- **Work required**
If a line in the records below contains the word "delta", copy it out.

- **Dataset**
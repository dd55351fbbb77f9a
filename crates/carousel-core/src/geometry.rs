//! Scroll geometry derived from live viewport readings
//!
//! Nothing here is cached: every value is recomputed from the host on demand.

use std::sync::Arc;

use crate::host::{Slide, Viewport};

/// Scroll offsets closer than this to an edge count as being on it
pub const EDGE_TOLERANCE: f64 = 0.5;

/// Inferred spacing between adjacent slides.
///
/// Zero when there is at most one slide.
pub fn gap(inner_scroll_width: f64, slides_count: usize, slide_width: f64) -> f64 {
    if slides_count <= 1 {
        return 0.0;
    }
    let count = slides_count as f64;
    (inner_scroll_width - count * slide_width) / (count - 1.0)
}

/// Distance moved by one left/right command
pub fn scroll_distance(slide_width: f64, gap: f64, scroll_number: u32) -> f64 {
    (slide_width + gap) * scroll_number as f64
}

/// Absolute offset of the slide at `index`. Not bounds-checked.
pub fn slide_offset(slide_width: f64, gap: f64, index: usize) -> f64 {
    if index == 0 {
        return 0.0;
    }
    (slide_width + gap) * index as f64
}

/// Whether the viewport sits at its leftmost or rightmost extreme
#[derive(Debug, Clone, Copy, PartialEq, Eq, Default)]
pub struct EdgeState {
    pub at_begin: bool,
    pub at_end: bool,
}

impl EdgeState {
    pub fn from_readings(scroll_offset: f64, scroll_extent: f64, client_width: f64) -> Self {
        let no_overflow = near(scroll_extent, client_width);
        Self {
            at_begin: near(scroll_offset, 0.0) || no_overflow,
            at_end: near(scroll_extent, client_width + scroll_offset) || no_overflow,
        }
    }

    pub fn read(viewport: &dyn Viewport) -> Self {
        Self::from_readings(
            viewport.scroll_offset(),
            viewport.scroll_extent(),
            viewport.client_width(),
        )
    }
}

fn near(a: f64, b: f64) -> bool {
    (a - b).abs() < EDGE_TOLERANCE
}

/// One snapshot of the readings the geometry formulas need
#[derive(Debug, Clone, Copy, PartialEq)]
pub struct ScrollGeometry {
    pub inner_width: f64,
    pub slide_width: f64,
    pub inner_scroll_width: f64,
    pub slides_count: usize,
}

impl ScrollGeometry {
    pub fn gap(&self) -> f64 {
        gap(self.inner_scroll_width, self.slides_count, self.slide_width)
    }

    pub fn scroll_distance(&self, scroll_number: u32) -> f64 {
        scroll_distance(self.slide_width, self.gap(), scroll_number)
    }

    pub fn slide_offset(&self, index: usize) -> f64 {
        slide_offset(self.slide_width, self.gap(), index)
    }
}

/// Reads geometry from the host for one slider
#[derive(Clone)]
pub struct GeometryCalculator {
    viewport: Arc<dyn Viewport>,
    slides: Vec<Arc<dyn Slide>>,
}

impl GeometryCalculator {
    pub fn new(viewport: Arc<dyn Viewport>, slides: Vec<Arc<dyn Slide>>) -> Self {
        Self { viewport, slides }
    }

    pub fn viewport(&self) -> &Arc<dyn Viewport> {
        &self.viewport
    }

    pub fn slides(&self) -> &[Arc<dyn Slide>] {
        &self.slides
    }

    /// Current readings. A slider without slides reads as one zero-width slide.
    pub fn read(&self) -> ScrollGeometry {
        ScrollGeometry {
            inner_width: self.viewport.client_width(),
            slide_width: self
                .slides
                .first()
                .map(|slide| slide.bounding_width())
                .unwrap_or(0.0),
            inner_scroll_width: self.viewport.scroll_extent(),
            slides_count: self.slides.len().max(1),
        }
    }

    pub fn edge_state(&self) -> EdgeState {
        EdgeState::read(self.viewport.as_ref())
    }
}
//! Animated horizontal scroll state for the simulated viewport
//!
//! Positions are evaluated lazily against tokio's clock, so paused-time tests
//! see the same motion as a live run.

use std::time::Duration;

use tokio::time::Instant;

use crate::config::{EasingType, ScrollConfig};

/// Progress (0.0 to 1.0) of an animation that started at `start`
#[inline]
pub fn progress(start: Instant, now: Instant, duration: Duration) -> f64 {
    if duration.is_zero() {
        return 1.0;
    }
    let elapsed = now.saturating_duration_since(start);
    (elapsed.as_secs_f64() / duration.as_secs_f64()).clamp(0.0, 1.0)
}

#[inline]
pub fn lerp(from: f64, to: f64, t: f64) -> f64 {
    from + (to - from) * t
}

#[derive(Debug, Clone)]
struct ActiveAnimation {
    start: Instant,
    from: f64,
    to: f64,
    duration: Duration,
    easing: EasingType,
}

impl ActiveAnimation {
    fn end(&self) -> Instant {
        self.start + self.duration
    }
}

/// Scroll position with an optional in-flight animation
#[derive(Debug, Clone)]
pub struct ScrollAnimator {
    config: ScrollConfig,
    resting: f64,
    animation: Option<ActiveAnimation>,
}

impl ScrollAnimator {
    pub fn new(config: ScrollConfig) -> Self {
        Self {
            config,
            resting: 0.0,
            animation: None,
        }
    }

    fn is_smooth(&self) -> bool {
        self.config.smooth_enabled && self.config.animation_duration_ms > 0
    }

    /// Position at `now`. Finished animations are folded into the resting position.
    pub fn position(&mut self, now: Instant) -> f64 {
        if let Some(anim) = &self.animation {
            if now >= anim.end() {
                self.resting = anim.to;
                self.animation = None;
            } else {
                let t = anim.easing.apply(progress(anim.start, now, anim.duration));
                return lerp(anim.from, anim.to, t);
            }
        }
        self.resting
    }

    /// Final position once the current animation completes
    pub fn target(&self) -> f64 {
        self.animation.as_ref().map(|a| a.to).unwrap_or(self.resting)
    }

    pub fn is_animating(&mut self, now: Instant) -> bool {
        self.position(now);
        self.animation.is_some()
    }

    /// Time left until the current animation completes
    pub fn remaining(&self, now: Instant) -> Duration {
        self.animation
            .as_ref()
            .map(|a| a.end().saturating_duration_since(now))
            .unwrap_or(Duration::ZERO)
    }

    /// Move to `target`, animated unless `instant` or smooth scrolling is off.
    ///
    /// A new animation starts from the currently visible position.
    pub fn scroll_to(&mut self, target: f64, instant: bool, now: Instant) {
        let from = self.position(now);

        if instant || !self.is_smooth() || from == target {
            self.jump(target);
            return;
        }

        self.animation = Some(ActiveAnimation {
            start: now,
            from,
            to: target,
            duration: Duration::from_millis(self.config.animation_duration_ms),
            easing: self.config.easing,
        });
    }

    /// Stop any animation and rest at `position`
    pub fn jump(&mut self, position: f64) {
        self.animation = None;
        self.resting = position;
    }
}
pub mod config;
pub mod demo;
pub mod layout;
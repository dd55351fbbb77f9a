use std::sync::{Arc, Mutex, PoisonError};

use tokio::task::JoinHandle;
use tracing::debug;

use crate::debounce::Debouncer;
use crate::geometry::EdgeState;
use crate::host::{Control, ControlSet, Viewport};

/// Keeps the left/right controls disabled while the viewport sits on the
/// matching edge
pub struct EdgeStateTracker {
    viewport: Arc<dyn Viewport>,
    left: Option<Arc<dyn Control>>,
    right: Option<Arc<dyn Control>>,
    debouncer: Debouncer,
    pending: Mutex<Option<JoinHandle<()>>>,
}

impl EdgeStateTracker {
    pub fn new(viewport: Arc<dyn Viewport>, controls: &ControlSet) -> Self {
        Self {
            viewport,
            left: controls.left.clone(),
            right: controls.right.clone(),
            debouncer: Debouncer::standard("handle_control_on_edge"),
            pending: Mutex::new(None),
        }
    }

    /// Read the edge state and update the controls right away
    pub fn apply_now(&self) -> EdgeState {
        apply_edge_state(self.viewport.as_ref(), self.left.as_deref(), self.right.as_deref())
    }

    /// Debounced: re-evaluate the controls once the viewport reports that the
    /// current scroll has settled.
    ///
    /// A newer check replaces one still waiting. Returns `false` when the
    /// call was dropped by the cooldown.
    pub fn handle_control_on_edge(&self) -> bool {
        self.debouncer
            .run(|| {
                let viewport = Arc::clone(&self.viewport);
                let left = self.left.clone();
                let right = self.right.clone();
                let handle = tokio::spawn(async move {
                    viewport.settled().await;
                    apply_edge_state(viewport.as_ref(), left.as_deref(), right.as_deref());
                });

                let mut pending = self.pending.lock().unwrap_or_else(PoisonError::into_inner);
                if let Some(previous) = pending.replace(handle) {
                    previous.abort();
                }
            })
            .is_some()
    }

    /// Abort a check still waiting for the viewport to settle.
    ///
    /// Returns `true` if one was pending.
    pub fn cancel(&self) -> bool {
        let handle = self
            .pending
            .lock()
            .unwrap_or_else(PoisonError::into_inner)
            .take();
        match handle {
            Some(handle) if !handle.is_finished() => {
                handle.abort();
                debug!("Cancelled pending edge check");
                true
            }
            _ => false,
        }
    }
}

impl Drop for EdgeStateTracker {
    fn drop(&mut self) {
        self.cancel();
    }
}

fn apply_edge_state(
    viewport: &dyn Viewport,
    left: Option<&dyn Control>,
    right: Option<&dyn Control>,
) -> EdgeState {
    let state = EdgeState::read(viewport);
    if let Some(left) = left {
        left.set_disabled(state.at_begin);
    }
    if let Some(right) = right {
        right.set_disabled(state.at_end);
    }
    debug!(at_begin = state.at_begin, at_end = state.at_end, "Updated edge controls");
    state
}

...

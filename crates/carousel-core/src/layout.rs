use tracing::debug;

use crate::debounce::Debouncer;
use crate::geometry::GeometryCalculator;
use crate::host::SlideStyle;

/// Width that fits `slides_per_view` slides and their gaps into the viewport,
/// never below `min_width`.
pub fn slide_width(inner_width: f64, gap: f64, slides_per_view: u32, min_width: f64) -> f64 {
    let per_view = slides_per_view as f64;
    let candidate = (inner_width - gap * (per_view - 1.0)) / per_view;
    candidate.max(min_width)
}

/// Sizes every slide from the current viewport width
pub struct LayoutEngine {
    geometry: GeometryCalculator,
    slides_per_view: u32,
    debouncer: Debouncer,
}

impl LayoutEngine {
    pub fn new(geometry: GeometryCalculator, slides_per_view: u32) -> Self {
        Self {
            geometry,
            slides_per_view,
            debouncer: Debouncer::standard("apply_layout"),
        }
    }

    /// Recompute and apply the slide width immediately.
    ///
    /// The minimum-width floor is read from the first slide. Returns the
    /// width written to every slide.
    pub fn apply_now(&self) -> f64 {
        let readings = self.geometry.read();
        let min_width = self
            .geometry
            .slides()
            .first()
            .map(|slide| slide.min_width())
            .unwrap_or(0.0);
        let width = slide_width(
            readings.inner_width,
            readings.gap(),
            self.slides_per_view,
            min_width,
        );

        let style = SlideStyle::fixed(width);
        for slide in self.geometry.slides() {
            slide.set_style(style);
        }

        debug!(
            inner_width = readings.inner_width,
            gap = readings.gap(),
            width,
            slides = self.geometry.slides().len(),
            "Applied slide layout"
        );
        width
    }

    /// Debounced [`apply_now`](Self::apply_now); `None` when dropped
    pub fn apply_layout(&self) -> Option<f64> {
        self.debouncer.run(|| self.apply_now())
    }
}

--

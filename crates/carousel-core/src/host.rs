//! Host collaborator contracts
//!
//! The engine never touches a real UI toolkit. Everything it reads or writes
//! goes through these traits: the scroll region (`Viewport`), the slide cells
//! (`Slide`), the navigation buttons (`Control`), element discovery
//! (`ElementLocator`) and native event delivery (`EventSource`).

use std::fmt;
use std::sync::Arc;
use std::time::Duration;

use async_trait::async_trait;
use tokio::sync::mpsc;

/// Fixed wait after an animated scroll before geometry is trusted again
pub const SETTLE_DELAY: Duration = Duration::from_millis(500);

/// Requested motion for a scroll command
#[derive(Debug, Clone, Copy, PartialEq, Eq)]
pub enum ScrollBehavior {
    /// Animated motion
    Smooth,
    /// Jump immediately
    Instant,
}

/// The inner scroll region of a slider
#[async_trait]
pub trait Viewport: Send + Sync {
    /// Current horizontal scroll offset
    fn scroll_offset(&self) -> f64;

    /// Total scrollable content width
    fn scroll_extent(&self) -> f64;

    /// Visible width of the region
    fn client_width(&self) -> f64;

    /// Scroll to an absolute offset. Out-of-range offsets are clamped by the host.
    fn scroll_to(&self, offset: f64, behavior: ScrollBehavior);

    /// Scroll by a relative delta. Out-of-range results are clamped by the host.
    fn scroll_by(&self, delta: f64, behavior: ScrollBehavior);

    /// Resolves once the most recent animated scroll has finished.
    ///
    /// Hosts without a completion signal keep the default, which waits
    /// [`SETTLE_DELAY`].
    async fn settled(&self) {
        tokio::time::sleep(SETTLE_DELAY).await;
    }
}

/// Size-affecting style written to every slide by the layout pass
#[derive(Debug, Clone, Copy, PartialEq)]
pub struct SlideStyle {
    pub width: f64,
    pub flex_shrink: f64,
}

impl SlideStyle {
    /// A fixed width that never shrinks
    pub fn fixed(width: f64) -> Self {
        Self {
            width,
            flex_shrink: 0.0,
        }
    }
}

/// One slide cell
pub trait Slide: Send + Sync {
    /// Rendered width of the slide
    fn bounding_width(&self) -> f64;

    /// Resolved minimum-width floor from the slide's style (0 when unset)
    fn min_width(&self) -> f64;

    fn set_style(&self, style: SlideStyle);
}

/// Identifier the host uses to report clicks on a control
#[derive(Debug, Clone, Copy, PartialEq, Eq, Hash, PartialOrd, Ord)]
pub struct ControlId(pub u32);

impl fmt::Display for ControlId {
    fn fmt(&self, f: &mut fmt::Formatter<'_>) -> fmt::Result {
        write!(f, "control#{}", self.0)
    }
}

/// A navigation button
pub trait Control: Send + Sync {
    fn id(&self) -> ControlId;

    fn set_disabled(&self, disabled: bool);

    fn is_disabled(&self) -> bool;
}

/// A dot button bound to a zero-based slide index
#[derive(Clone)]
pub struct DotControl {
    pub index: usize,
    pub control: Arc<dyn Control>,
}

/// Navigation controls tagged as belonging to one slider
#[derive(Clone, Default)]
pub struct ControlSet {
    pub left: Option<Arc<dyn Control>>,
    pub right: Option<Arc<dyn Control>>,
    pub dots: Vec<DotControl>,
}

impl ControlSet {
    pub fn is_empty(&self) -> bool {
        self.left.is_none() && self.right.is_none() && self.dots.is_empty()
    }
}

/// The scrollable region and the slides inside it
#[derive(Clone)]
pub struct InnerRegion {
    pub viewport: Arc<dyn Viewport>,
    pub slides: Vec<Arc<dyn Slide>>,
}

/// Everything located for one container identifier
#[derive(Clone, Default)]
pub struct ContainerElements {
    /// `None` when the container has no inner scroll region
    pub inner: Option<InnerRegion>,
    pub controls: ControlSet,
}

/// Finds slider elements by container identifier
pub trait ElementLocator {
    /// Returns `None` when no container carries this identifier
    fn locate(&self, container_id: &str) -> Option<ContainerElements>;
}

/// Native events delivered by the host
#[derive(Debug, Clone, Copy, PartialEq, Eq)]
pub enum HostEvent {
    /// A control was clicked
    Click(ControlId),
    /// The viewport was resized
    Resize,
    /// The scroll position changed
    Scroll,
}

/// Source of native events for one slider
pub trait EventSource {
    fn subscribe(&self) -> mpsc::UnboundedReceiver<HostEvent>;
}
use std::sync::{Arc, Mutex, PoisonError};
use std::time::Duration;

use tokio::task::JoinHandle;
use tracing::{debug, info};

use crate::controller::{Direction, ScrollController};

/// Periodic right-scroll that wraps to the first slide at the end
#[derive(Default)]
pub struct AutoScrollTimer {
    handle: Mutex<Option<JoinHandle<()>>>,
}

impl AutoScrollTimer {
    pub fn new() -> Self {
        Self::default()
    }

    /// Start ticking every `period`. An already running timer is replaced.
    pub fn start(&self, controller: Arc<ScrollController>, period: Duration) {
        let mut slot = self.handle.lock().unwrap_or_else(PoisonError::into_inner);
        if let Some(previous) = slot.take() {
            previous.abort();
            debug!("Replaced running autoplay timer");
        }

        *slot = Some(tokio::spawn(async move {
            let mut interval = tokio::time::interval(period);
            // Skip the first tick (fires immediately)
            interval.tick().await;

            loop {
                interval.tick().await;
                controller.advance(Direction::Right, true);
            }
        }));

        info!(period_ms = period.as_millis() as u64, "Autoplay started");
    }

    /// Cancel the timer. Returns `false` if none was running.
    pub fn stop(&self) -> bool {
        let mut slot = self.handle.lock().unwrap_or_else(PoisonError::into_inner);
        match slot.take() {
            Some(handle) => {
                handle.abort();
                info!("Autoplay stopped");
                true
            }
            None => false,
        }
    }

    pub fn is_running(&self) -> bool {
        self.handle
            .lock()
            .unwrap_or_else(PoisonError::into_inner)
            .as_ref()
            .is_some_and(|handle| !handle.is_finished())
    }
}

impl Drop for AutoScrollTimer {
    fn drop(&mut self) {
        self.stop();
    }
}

- **Written solution**
    /// Scroll by a relative delta. Out-of-range results are clamped by the host.
    fn scroll_by(&self, delta: f64, behavior: ScrollBehavior);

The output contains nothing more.